Let's face it, if you wish for private tutoring for your child, you might as well wish for a Ferrari. Teaching services can cost $100 an hour; and you can consider it a bargain if you get something at $50. With pricing standards such as these, what does $100 a month sound like - for all the one-on-one chemistry homework help your child needs, with all the questions she needs answered as she comes up with them? In my neighborhood in Tucson, it's made the greatest difference to all the children I come across. Parents couldn't be happier - their children come home with grades they never imagined possible; there is empowerment, a kind of clarity that comes from knowing that school work doesn't have to be an opaque mystery. When they know that there is always the place to go to where they can get an answer to any question, it shows. So where is this place that they go to for such magical results - why, to the same place your tech support call goes to of course - Bangalore, India.
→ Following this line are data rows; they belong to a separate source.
impl State {
    fn task_type(&self, name: &str) -> Result<&TaskType> {
        self.task_types
            .get(name)
            .ok_or_else(|| TaskQueueError::InvalidTaskType(name.to_string()))
    }

    fn prerequisites_completed(&self, task_id: Uuid) -> bool {
        self.dependencies
            .iter()
            .filter(|edge| edge.task_id == task_id)
            .all(|edge| {
                self.tasks
                    .get(&edge.depends_on_task_id)
                    .is_some_and(|t| t.status.satisfies_dependencies())
            })
    }

    fn is_claimable(&self, task: &Task, now: DateTime<Utc>) -> bool {
        let Some(task_type) = self.task_types.get(&task.task_type) else {
            return false;
        };
        task.is_due(now, task_type.max_attempts)
            && !task.retries_exhausted()
            && self.prerequisites_completed(task.id)
    }

    /// Validate `new_task` against the registered types and build the row
    fn prepare(&self, new_task: NewTask, now: DateTime<Utc>) -> Result<Task> {
        let new_task = new_task.validate()?;
        self.task_type(&new_task.task_type)?;
        Ok(Task::from_new(new_task, now))
    }
}

pub struct InMemoryTaskStore {
    state: Mutex<State>,
    backoff: BackoffPolicy,
    log: TaskLog,
}

impl Default for InMemoryTaskStore {
    fn default() -> Self {
        Self::new(BackoffPolicy::default())
    }
}

impl InMemoryTaskStore {
    pub fn new(backoff: BackoffPolicy) -> Self {
        Self::with_log_sink(backoff, Arc::new(InMemoryTaskLogSink::default()))
    }

    pub fn with_log_sink(backoff: BackoffPolicy, sink: Arc<dyn TaskLogSink>) -> Self {
        Self {
            state: Mutex::new(State::default()),
            backoff,
            log: TaskLog::new(sink),
        }
    }

    /// Apply `event` to a task under the lock, letting `update` fill in the
    /// fields specific to the transition.
    fn transition<F>(&self, task_id: Uuid, event: &TaskEvent, update: F) -> Result<Task>
    where
        F: FnOnce(&mut Task, &State, DateTime<Utc>) -> Result<()>,
    {
        let now = Utc::now();
        let mut guard = self.state.lock();
        let state = &mut *guard;

        let current = state.tasks.get(&task_id);
        let target = match current {
            Some(task) if TaskStateMachine::source_states(event).contains(&task.status) => {
                TaskStateMachine::determine_target_state(task, event)?
            }
            other => return Err(rejected_transition(task_id, other, event)),
        };

        let mut updated = state.tasks[&task_id].clone();
        updated.status = target;
        updated.updated_at = now;
        update(&mut updated, state, now)?;

        state.tasks.insert(task_id, updated.clone());
        Ok(updated)
    }
}

#[async_trait]
impl TaskStore for InMemoryTaskStore {
    #[instrument(skip(self, new_task), fields(task_type = %new_task.task_type))]
    async fn enqueue(&self, new_task: NewTask) -> Result<Task> {
        let now = Utc::now();
        let mut state = self.state.lock();
        let task = state.prepare(new_task, now)?;
        state.tasks.insert(task.id, task.clone());
        debug!(task_id = %task.id, "Task enqueued");
        Ok(task)
    }

    #[instrument(skip(self))]
    async fn claim_batch(&self, worker_id: &str, limit: u32) -> Result<Vec<Task>> {
        if limit == 0 {
            return Ok(Vec::new());
        }

        let now = Utc::now();
        let claimed = {
            let mut state = self.state.lock();

            let mut candidates: Vec<&Task> = state
                .tasks
                .values()
                .filter(|task| state.is_claimable(task, now))
                .collect();
            candidates.sort_by_key(|task| task.claim_key());
            let ids: Vec<Uuid> = candidates
                .into_iter()
                .take(limit as usize)
                .map(|task| task.id)
                .collect();

            let mut claimed = Vec::with_capacity(ids.len());
            for id in ids {
                if let Some(task) = state.tasks.get_mut(&id) {
                    task.status = TaskStatus::Claimed;
                    task.claimed_by = Some(worker_id.to_string());
                    task.next_attempt_at = None;
                    task.updated_at = now;
                    claimed.push(task.clone());
                }
            }
            claimed
        };

        for task in &claimed {
            record_transition(&self.log, task, &TaskEvent::Claim).await;
        }
        Ok(claimed)
    }

    async fn mark_processing(&self, task_id: Uuid) -> Result<Task> {
        let event = TaskEvent::Start;
        let task = self.transition(task_id, &event, |task, _, _| {
            task.attempts += 1;
            Ok(())
        })?;
        record_transition(&self.log, &task, &event).await;
        Ok(task)
    }

    async fn mark_completed(&self, task_id: Uuid) -> Result<Task> {
        let event = TaskEvent::Complete;
        let task = self.transition(task_id, &event, |task, _, now| {
            task.completed_at = Some(now);
            Ok(())
        })?;
        record_transition(&self.log, &task, &event).await;
        Ok(task)
    }

    async fn mark_failed(&self, task_id: Uuid, error_message: &str) -> Result<Task> {
        let event = TaskEvent::fail_with_error(error_message);
        let backoff = self.backoff;
        let task = self.transition(task_id, &event, |task, state, now| {
            let task_type = state.task_type(&task.task_type)?;
            let (next_attempt_at, completed_at) =
                failure_schedule(task.attempts, task_type, &backoff, now);
            task.last_error = Some(error_message.to_string());
            task.next_attempt_at = next_attempt_at;
            task.completed_at = completed_at;
            Ok(())
        })?;
        record_transition(&self.log, &task, &event).await;
        Ok(task)
    }

    async fn cancel(&self, task_id: Uuid) -> Result<Task> {
        let event = TaskEvent::Cancel;
        let task = self.transition(task_id, &event, |task, _, now| {
            task.next_attempt_at = None;
            task.completed_at = Some(now);
            Ok(())
        })?;
        record_transition(&self.log, &task, &event).await;
        Ok(task)
    }

    async fn find(&self, task_id: Uuid) -> Result<Option<Task>> {
        Ok(self.state.lock().tasks.get(&task_id).cloned())
    }

    async fn list(&self, filter: &TaskFilter, page: PageRequest) -> Result<Page<Task>> {
        let state = self.state.lock();
        let mut matching: Vec<&Task> = state
            .tasks
            .values()
            .filter(|task| filter.matches(task))
            .collect();
        matching.sort_by(|a, b| b.created_at.cmp(&a.created_at).then(a.id.cmp(&b.id)));

        let total = matching.len() as u64;
        let data = matching
            .into_iter()
            .skip(page.offset() as usize)
            .take(page.limit() as usize)
            .cloned()
            .collect();
        Ok(Page::new(data, total, page))
    }

    async fn metrics(&self) -> Result<QueueMetrics> {
        let state = self.state.lock();
        Ok(QueueMetrics::from_counts(
            state.tasks.values().map(|task| (task.status, 1)),
        ))
    }

    async fn upsert_task_type(&self, task_type: NewTaskType) -> Result<TaskType> {
        task_type.validate()?;
        let mut state = self.state.lock();
        let created_at = state
            .task_types
            .get(&task_type.name)
            .map_or_else(Utc::now, |existing| existing.created_at);
        let task_type = task_type.into_task_type(created_at);
        state
            .task_types
            .insert(task_type.name.clone(), task_type.clone());
        Ok(task_type)
    }

    async fn find_task_type(&self, name: &str) -> Result<Option<TaskType>> {
        Ok(self.state.lock().task_types.get(name).cloned())
    }

    async fn list_task_types(&self) -> Result<Vec<TaskType>> {
        let mut types: Vec<TaskType> = self.state.lock().task_types.values().cloned().collect();
        types.sort_by(|a, b| a.name.cmp(&b.name));
        Ok(types)
    }

    #[instrument(skip(self, specs), fields(chain_length = specs.len()))]
    async fn create_chain(&self, specs: Vec<NewTask>) -> Result<Vec<Task>> {
        let now = Utc::now();
        let mut state = self.state.lock();

        // Validate every request before touching shared state
        let tasks = specs
            .into_iter()
            .map(|spec| state.prepare(spec, now))
            .collect::<Result<Vec<Task>>>()?;

        for pair in tasks.windows(2) {
            state.dependencies.push(TaskDependency {
                task_id: pair[1].id,
                depends_on_task_id: pair[0].id,
                created_at: now,
            });
        }
        for task in &tasks {
            state.tasks.insert(task.id, task.clone());
        }

        Ok(tasks)
    }

    #[instrument(skip(self))]
    async fn add_dependency(&self, task_id: Uuid, depends_on: Uuid) -> Result<TaskDependency> {
        let mut state = self.state.lock();

        let task = state
            .tasks
            .get(&task_id)
            .ok_or(TaskQueueError::TaskNotFound(task_id))?;
        if !state.tasks.contains_key(&depends_on) {
            return Err(TaskQueueError::TaskNotFound(depends_on));
        }
        if task.status != TaskStatus::Pending {
            return Err(TaskQueueError::InvalidDependency(format!(
                "task {task_id} is {} and can no longer gain prerequisites",
                task.status
            )));
        }

        if let Some(existing) = state
            .dependencies
            .iter()
            .find(|edge| edge.task_id == task_id && edge.depends_on_task_id == depends_on)
        {
            return Ok(existing.clone());
        }

        if would_create_cycle(&state.dependencies, task_id, depends_on) {
            return Err(TaskQueueError::CycleDetected {
                task_id,
                depends_on,
            });
        }

        let edge = TaskDependency {
            task_id,
            depends_on_task_id: depends_on,
            created_at: Utc::now(),
        };
        state.dependencies.push(edge.clone());
        Ok(edge)
    }

    async fn dependencies_of(&self, task_id: Uuid) -> Result<Vec<TaskDependency>> {
        let state = self.state.lock();
        if !state.tasks.contains_key(&task_id) {
            return Err(TaskQueueError::TaskNotFound(task_id));
        }
        Ok(state
            .dependencies
            .iter()
            .filter(|edge| edge.task_id == task_id)
            .cloned()
            .collect())
    }

    async fn is_satisfied(&self, task_id: Uuid) -> Result<bool> {
        let state = self.state.lock();
        if !state.tasks.contains_key(&task_id) {
            return Err(TaskQueueError::TaskNotFound(task_id));
        }
        Ok(state.prerequisites_completed(task_id))
    }

    fn task_log(&self) -> &TaskLog {
        &self.log
    }
}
These are tutoring companies that come with names like TutorVista, Educomp, Turbo Tutor and The Global Guru: in impoverished India, they are hundreds of thousands of graduates with master's degrees who are completely willing to tap into the $15 billion tutoring market that the US offers. And to kids in the US, paying for unlimited support what they would pay a local teacher every hour seems absurdly wondeful. It just seems wickedly great to them that they can suddenly have so much purchasing power where it really matters - chemistry homework help, math tutoring, geometry and integral calculus. India's teaching graduates with a list of qualifications as long as your arm are happy to provide this service in what would seem like slave labor wages here, but are in fact pretty good by their standards of pay - $400 a month; it's middle-class wages.
Why exactly does America not employ the thousands of American teachers who search so hard for a permanent teaching job and then give up teaching altogether, you ask? Taxes lowered for decades, have crippled school district budgets; to pay a teacher to US standards would just not be possible, if they tried it. Chemistry can be a really tough subject; students have trouble balancing chemical equations, and making sense of entropy or energy equilibriums. It doesn't have to be that way; with chemistry homework help that's this cheap, and an array of choices at your disposal, you really could turn things around for your child in an instant.
Of all the things that the Internet has enabled for children, social networking, online gaming and instant messaging, I'd put online tutoring right up there as the greatest achievement ever known. You have to remember the feeling of being lost in a class on advanced calculus or something; it is the loneliest feeling the world. If you had a way out of it for your child, wouldn't you jump at it?